[Math] Why do we need gradient descent to minimize a cost function

gradient descentlinear regressionmachine learningnumerical optimizationregression

I read about regression in machine learning and came across this gradient descent algorithm to find the minimum value of a cost function. Then I read wikipedia to know more and it says the following


enter image description here


But then I started thinking of what I learnt in my high school math like the one described here in these Khan Academy lectures. The way to take derivative and second derivative test to find maximum and minimum. Then I started wondering why we need iterative gradient descent algorithm when we have the above mentioned high school math method.

I am not sure if I have understood things wrongly.

Can you help me understand why we need gradient descent here ?

Best Answer

A couple reasons:

  1. Sometimes we cannot solve the minimization problem by hand. This includes situations where we have an explicit form for the function but the equations for the local minima are not able to be solved in closed form and also situations where we don't have an explicit form for the function (but of course we can still compute it).

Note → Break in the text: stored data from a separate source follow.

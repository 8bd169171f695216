use async_trait::async_trait;
use serde::{Deserialize, Serialize};
use tracing::{debug, warn};

use super::{
    extract_json_from_completion, truncate_chars, Agent, AgentContext, AgentCore, AgentResponse,
    AgentRole, AgentRun, AgentState,
};
use crate::error::AgentResult;
use crate::prompts::REFLECTION_PROMPT;

/// Verdict of a reflection pass.
#[derive(Debug, Clone, PartialEq, Serialize, Deserialize)]
pub struct Critique {
    pub needs_improvement: bool,
    #[serde(default)]
    pub reason: String,
    #[serde(default)]
    pub critique: String,
}

impl Critique {
    /// Parse a reflection reply.
    ///
    /// A JSON reply is used as is. Anything else is treated as free-text
    /// feedback that asks for improvement when it mentions "improve".
    /// Returns the critique and whether it was structured.
    pub fn parse(reply: &str) -> (Self, bool) {
        let structured = extract_json_from_completion(reply)
            .map_err(|e| e.to_string())
            .and_then(|json| serde_json::from_str::<Critique>(json).map_err(|e| e.to_string()));

        match structured {
            Ok(critique) => (critique, true),
            Err(e) => {
                debug!(error = %e, "Reflection reply is not structured, using keyword fallback");
                let needs_improvement = reply.to_lowercase().contains("improve");
                (
                    Critique {
                        needs_improvement,
                        reason: if needs_improvement {
                            "Feedback suggests improvements".to_string()
                        } else {
                            "No improvement requested".to_string()
                        },
                        critique: reply.trim().to_string(),
                    },
                    false,
                )
            }
        }
    }
}

/// Agent specialized in critiquing a draft answer.
///
/// Reflection is advisory; the orchestrator decides whether to act on it.
pub struct ReflectionAgent {
    core: AgentCore,
}

impl ReflectionAgent {
    /// Create a new reflection agent
    pub fn new(core: AgentCore) -> Self {
        Self { core }
    }
}

#[async_trait]
impl Agent for ReflectionAgent {
    fn role(&self) -> AgentRole {
        AgentRole::Reflection
    }

    /// `input` is the draft answer under review.
    async fn process(&self, input: &str, context: &AgentContext) -> AgentResult<AgentResponse> {
        let mut run = AgentRun::new(self.role());
        run.transition(AgentState::Analyzing);
        run.think(format!("Reflecting on: {}", truncate_chars(input, 100)));

        let mut prompt = format!(
            "Analyze this response and provide constructive feedback:\n\n{}\n\n\
             Evaluate:\n\
             1. Clarity and coherence\n\
             2. Accuracy and completeness\n\
             3. Potential improvements\n\
             4. Any issues or concerns",
            input
        );
        prompt.push_str(&format!(
            "\n\nOriginal task: {}",
            context.original_task.as_deref().unwrap_or("N/A")
        ));
        if let Some(tool_results) = &context.tool_results {
            prompt.push_str("\n\nTool results the response should reflect:\n");
            prompt.push_str(tool_results);
        }

        run.transition(AgentState::Generating);
        let reply = self.core.generate(REFLECTION_PROMPT, &prompt).await?;
        let (critique, structured) = Critique::parse(&reply);
        if !structured {
            warn!("Reflection reply was not valid JSON");
        }

        let verdict = if critique.needs_improvement {
            format!("Reflection complete: improvement suggested ({})", critique.reason)
        } else {
            "Reflection complete: response is acceptable".to_string()
        };
        let content = if critique.critique.is_empty() {
            critique.reason.clone()
        } else {
            critique.critique.clone()
        };

        Ok(AgentResponse::new(content, 0.8)
            .with_thoughts(run.finish(verdict))
            .with_metadata("needs_improvement", critique.needs_improvement)
            .with_metadata("reason", critique.reason)
            .with_metadata("structured", structured))
    }
}
pub(crate) fn tokenize(input: &str) -> Result<Vec<(Token, usize)>, ExprError> {
    let chars: Vec<char> = input.chars().collect();
    if chars.len() > MAX_EXPR_LEN {
        return Err(ExprError::Syntax {
            position: MAX_EXPR_LEN,
            message: format!("expression longer than {} characters", MAX_EXPR_LEN),
        });
    }
    let mut tokens = Vec::new();
    let mut i = 0;

    while i < chars.len() {
        let c = chars[i];
        if c.is_whitespace() {
            i += 1;
            continue;
        }

        let start = i;
        if c.is_ascii_digit() || (c == '.' && chars.get(i + 1).is_some_and(|d| d.is_ascii_digit())) {
            while i < chars.len() && (chars[i].is_ascii_digit() || chars[i] == '.') {
                i += 1;
            }
            if i < chars.len() && (chars[i] == 'e' || chars[i] == 'E') {
                let mut j = i + 1;
                if j < chars.len() && (chars[j] == '+' || chars[j] == '-') {
                    j += 1;
                }
                if j < chars.len() && chars[j].is_ascii_digit() {
                    i = j;
                    while i < chars.len() && chars[i].is_ascii_digit() {
                        i += 1;
                    }
                }
            }
            let text: String = chars[start..i].iter().collect();
            let value = text.parse::<f64>().map_err(|_| ExprError::Syntax {
                position: start,
                message: format!("invalid number '{}'", text),
            })?;
            tokens.push((Token::Num(value), start));
            continue;
        }

        if c.is_alphabetic() || c == '_' {
            while i < chars.len() && (chars[i].is_alphanumeric() || chars[i] == '_') {
                i += 1;
            }
            tokens.push((Token::Ident(chars[start..i].iter().collect()), start));
            continue;
        }

        if c == '"' || c == '\'' {
            let (text, next) = lex_string(&chars, i)?;
            tokens.push((Token::Str(text), start));
            i = next;
            continue;
        }

        match c {
            '(' => tokens.push((Token::LParen, start)),
            ')' => tokens.push((Token::RParen, start)),
            ',' => tokens.push((Token::Comma, start)),
            _ => {
                let op = OPERATORS.iter().find(|op| {
                    op.chars()
                        .enumerate()
                        .all(|(k, oc)| chars.get(i + k) == Some(&oc))
                });
                match op {
                    Some(op) => {
                        tokens.push((Token::Op(*op), start));
                        i += op.chars().count();
                        continue;
                    }
                    None => {
                        return Err(ExprError::Syntax {
                            position: start,
                            message: format!("unexpected character '{}'", c),
                        })
                    }
                }
            }
        }
        i += 1;
    }

    Ok(tokens)
}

  2. Sometimes even in situations where we have a nice formula for the minimum, it can be computationally more efficient to use gradient descent than to compute the formula. This includes very high-dimensional linear regressions. The formula for the least squares estimator is well-known but it involves inverting a potentially large matrix. At a certain point gradient descent starts to be faster, cause it contains less expensive operations even though you must iterate them many times to find the minimum.